■ **WHAT YOU HAVE TO DO**: Print each entry verbatim.

(Data records)
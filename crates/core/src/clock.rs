//! Time source seam.
//!
//! Expiry warnings depend on "today", and movements carry a recorded-at
//! timestamp. Both come from a `Clock` so tests can pin the date.

use chrono::{DateTime, NaiveDate, Utc};

pub trait Clock: Send + Sync {
    fn now(&self) -> DateTime<Utc>;

    fn today(&self) -> NaiveDate {
        self.now().date_naive()
    }
}

/// Wall-clock time.
#[derive(Debug, Default, Copy, Clone)]
pub struct SystemClock;

impl Clock for SystemClock {
    fn now(&self) -> DateTime<Utc> {
        Utc::now()
    }
}

/// A clock frozen at one instant.
#[derive(Debug, Copy, Clone, PartialEq, Eq)]
pub struct FixedClock(DateTime<Utc>);

impl FixedClock {
    pub fn new(at: DateTime<Utc>) -> Self {
        Self(at)
    }

    /// Noon UTC on the given date.
    pub fn on(date: NaiveDate) -> Self {
        let at = date
            .and_hms_opt(12, 0, 0)
            .unwrap_or_default()
            .and_utc();
        Self(at)
    }
}

impl Clock for FixedClock {
    fn now(&self) -> DateTime<Utc> {
        self.0
    }
}
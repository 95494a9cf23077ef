//! `pharmastock-core`: foundation types shared by every stock crate.
//!
//! Pure values only: quantities, identifiers, errors and the clock seam.
//! Nothing here performs IO.

pub mod clock;
pub mod entity;
pub mod error;
pub mod id;
pub mod quantity;
pub mod value_object;

pub use clock::{Clock, FixedClock, SystemClock};
pub use entity::Entity;
pub use error::{DomainError, DomainResult};
pub use id::{BatchId, MovementId, PatientRef, SessionRef, SubstanceId, TransferId, UnitId, UserId};
pub use quantity::{Money, QUANTITY_MAX, QUANTITY_SCALE, Quantity};
pub use value_object::ValueObject;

■ **ANSWER TO THE PROBLEM**:
filename crates/core/src/clock.rs
//! Time source seam.
//!
//! Expiry warnings depend on "today", and movements carry a recorded-at
//! timestamp. Both come from a `Clock` so tests can pin the date.

use chrono::{DateTime, NaiveDate, Utc};

pub trait Clock: Send + Sync {
    fn now(&self) -> DateTime<Utc>;

    fn today(&self) -> NaiveDate {
        self.now().date_naive()
    }
}

/// Wall-clock time.
#[derive(Debug, Default, Copy, Clone)]
pub struct SystemClock;

impl Clock for SystemClock {
    fn now(&self) -> DateTime<Utc> {
        Utc::now()
    }
}

/// A clock frozen at one instant.
#[derive(Debug, Copy, Clone, PartialEq, Eq)]
pub struct FixedClock(DateTime<Utc>);

impl FixedClock {
    pub fn new(at: DateTime<Utc>) -> Self {
        Self(at)
    }

    /// Noon UTC on the given date.
    pub fn on(date: NaiveDate) -> Self {
        let at = date
            .and_hms_opt(12, 0, 0)
            .unwrap_or_default()
            .and_utc();
        Self(at)
    }
}

impl Clock for FixedClock {
    fn now(&self) -> DateTime<Utc> {
        self.0
    }
}
repository 95494a9cf23077ef
//! `pharmastock-core`: foundation types shared by every stock crate.
//!
//! Pure values only: quantities, identifiers, errors and the clock seam.
//! Nothing here performs IO.

pub mod clock;
pub mod entity;
pub mod error;
pub mod id;
pub mod quantity;
pub mod value_object;

pub use clock::{Clock, FixedClock, SystemClock};
pub use entity::Entity;
pub use error::{DomainError, DomainResult};
pub use id::{BatchId, MovementId, PatientRef, SessionRef, SubstanceId, TransferId, UnitId, UserId};
pub use quantity::{Money, QUANTITY_MAX, QUANTITY_SCALE, Quantity};
pub use value_object::ValueObject;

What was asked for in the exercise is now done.